Upper Newport Bay (connected to Newport Harbor via "The Back Bay") is a large coastal wetland (an estuary) in Newport Beach, California, and a major stopover for birds on the Pacific Flyway. Dozens of species, including endangered ones, can be observed here. Upper Newport Bay Nature Preserve and Ecological Reserve represent approximately 1,000 acres (4 km^{2}) of open space. Upper Newport Bay was purchased by the state in 1975 for its Fish and Wildlife Department's Ecological Reserve System. In 1985 the upper west bluffs and lands surrounding the bay became part of an Orange County regional park, which offers outdoor activities such as bird-watching, jogging, bicycling, hiking, and kayaking. The Peter and Mary Muth Interpretive Center, located at 2301 University Drive, is open to the public.
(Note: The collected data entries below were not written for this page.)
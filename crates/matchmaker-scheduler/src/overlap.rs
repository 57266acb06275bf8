//! Non-reentrant pass guard.
//!
//! A tick that arrives while a pass is still running is skipped rather than
//! queued. Shutdown uses [`OverlapGuard::wait_idle`] to drain the pass in
//! flight.

use std::sync::atomic::{AtomicBool, Ordering};
use std::sync::Arc;

use tokio::sync::Notify;

/// Guard for tracking whether a pass is currently running.
///
/// Acquisition is lock-free; the returned [`RunGuard`] releases the flag
/// and wakes drain waiters when dropped.
#[derive(Debug, Default)]
pub struct OverlapGuard {
    is_running: Arc<AtomicBool>,
    idle: Arc<Notify>,
}

impl OverlapGuard {
    pub fn new() -> Self {
        Self::default()
    }

    /// Returns `None` if a pass already holds the guard.
    pub fn try_acquire(&self) -> Option<RunGuard> {
        self.is_running
            .compare_exchange(false, true, Ordering::SeqCst, Ordering::SeqCst)
            .ok()
            .map(|_| RunGuard {
                flag: self.is_running.clone(),
                idle: self.idle.clone(),
            })
    }

    pub fn is_running(&self) -> bool {
        self.is_running.load(Ordering::SeqCst)
    }

    /// Resolve once no pass holds the guard.
    pub async fn wait_idle(&self) {
        loop {
            let notified = self.idle.notified();
            tokio::pin!(notified);
            // Register before checking so a release in between is not missed.
            notified.as_mut().enable();
            if !self.is_running() {
                return;
            }
            notified.await;
        }
    }
}

/// RAII guard that releases the running flag when dropped.
///
/// The flag is cleared even if the pass panics.
#[derive(Debug)]
pub struct RunGuard {
    flag: Arc<AtomicBool>,
    idle: Arc<Notify>,
}

impl Drop for RunGuard {
    fn drop(&mut self) {
        self.flag.store(false, Ordering::SeqCst);
        self.idle.notify_waiters();
    }
}

#[cfg(test)]
mod tests {
    use super::*;
    use std::thread;
    use std::time::Duration;

    #[test]
    fn test_overlap_skip_prevents_concurrent() {
        let guard = OverlapGuard::new();

        let run1 = guard.try_acquire();
        assert!(run1.is_some());
        assert!(guard.is_running());

        assert!(guard.try_acquire().is_none());

        drop(run1);
        assert!(!guard.is_running());

        assert!(guard.try_acquire().is_some());
    }

    #[test]
    fn test_overlap_thread_safety() {
        let guard = Arc::new(OverlapGuard::new());
        let concurrent = Arc::new(std::sync::atomic::AtomicU32::new(0));
        let max_seen = Arc::new(std::sync::atomic::AtomicU32::new(0));

        let handles: Vec<_> = (0..10)
            .map(|_| {
                let guard = guard.clone();
                let concurrent = concurrent.clone();
                let max_seen = max_seen.clone();
                thread::spawn(move || {
                    if let Some(_run_guard) = guard.try_acquire() {
                        let now = concurrent.fetch_add(1, Ordering::SeqCst) + 1;
                        max_seen.fetch_max(now, Ordering::SeqCst);
                        thread::sleep(Duration::from_millis(10));
                        concurrent.fetch_sub(1, Ordering::SeqCst);
                    }
                })
            })
            .collect();

        for handle in handles {
            handle.join().unwrap();
        }

        assert_eq!(max_seen.load(Ordering::SeqCst), 1);
        assert!(!guard.is_running());
    }

    #[test]
    fn test_run_guard_releases_on_drop() {
        let guard = OverlapGuard::new();

        {
            let _run = guard.try_acquire().unwrap();
            assert!(guard.is_running());
        }

        assert!(!guard.is_running());
    }

    #[tokio::test(flavor = "multi_thread")]
    async fn test_wait_idle_returns_immediately_when_idle() {
        let guard = OverlapGuard::new();
        tokio::time::timeout(Duration::from_millis(100), guard.wait_idle())
            .await
            .unwrap();
    }

    #[tokio::test(flavor = "multi_thread")]
    async fn test_wait_idle_drains_running_pass() {
        let guard = Arc::new(OverlapGuard::new());
        let run = guard.try_acquire().unwrap();

        let handle = tokio::task::spawn_blocking(move || {
            thread::sleep(Duration::from_millis(50));
            drop(run);
        });

        tokio::time::timeout(Duration::from_secs(2), guard.wait_idle())
            .await
            .unwrap();
        assert!(!guard.is_running());
        handle.await.unwrap();
    }
}
//! Two-way query validation between ticket pairs.

use std::collections::HashMap;

use matchmaker_index::TicketSnapshot;
use tracing::warn;

use crate::registry::PooledTicket;

/// Memoizes pair results for the lifetime of one pass.
#[derive(Debug, Default)]
pub struct MutualMatcher {
    memo: HashMap<(String, String), bool>,
}

impl MutualMatcher {
    pub fn new() -> Self {
        Self::default()
    }

    /// True when each ticket's query matches the other ticket's document.
    ///
    /// Index failures count as a mismatch so the pair is never grouped on an
    /// unverified answer.
    pub fn check(&mut self, snapshot: &TicketSnapshot, a: &PooledTicket, b: &PooledTicket) -> bool {
        let key = if a.id() <= b.id() {
            (a.id().to_string(), b.id().to_string())
        } else {
            (b.id().to_string(), a.id().to_string())
        };
        if let Some(&cached) = self.memo.get(&key) {
            return cached;
        }

        let result = one_way(snapshot, a, b) && one_way(snapshot, b, a);
        self.memo.insert(key, result);
        result
    }

    pub fn len(&self) -> usize {
        self.memo.len()
    }

    pub fn is_empty(&self) -> bool {
        self.memo.is_empty()
    }
}

fn one_way(snapshot: &TicketSnapshot, from: &PooledTicket, to: &PooledTicket) -> bool {
    match snapshot.matches(&from.query, to.id()) {
        Ok(found) => found,
        Err(e) => {
            warn!(from = from.id(), to = to.id(), error = %e, "Mutual match check failed");
            false
        }
    }
}
//! Tantivy index management.
//!
//! Tickets live only as long as they wait, so the index is RAM-backed and
//! rebuilt empty on every start.

use tantivy::{Index, IndexReader, IndexWriter, ReloadPolicy};
use tracing::{debug, info};

use crate::error::IndexError;
use crate::schema::{build_ticket_schema, TicketSchema};

/// Default memory budget for IndexWriter (50MB)
const DEFAULT_WRITER_MEMORY_MB: usize = 50;

/// Ticket index configuration
#[derive(Debug, Clone)]
pub struct TicketIndexConfig {
    /// Memory budget for writer in MB
    pub writer_memory_mb: usize,
}

impl Default for TicketIndexConfig {
    fn default() -> Self {
        Self {
            writer_memory_mb: DEFAULT_WRITER_MEMORY_MB,
        }
    }
}

impl TicketIndexConfig {
    pub fn with_memory_mb(mut self, mb: usize) -> Self {
        self.writer_memory_mb = mb;
        self
    }
}

/// Wrapper for Tantivy index with schema access.
pub struct TicketIndex {
    index: Index,
    schema: TicketSchema,
    config: TicketIndexConfig,
}

impl TicketIndex {
    /// Create an empty in-memory index.
    pub fn create_in_ram(config: TicketIndexConfig) -> Result<Self, IndexError> {
        let schema = build_ticket_schema();
        let index = Index::create_in_ram(schema.schema().clone());
        let schema = TicketSchema::from_schema(index.schema())?;

        info!(
            writer_memory_mb = config.writer_memory_mb,
            "Created in-memory ticket index"
        );

        Ok(Self {
            index,
            schema,
            config,
        })
    }

    /// Get the ticket schema
    pub fn schema(&self) -> &TicketSchema {
        &self.schema
    }

    /// Get the underlying Tantivy index
    pub fn index(&self) -> &Index {
        &self.index
    }

    /// Create an IndexWriter with configured memory budget
    pub fn writer(&self) -> Result<IndexWriter, IndexError> {
        let memory_budget = self.config.writer_memory_mb * 1024 * 1024;
        let writer = self.index.writer(memory_budget)?;
        debug!(
            memory_mb = self.config.writer_memory_mb,
            "Created index writer"
        );
        Ok(writer)
    }

    /// Create an IndexReader that only reloads when asked.
    ///
    /// Each pass reloads once and then searches a fixed snapshot.
    pub fn reader(&self) -> Result<IndexReader, IndexError> {
        let reader = self
            .index
            .reader_builder()
            .reload_policy(ReloadPolicy::Manual)
            .try_into()?;
        debug!("Created index reader");
        Ok(reader)
    }
}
An organization known as the Newport Bay Conservancy (NBC) provides volunteers to answer visitors' questions and guide them through the various activities.

The bay is recognized for protection by the California Bays and Estuaries Policy.

The main tributary of Upper Newport Bay is San Diego Creek, which flows past the San Joaquin Wildlife Sanctuary before entering the bay. The bay is connected to the Pacific Ocean through the lower Newport Bay, the harbor of Newport Beach.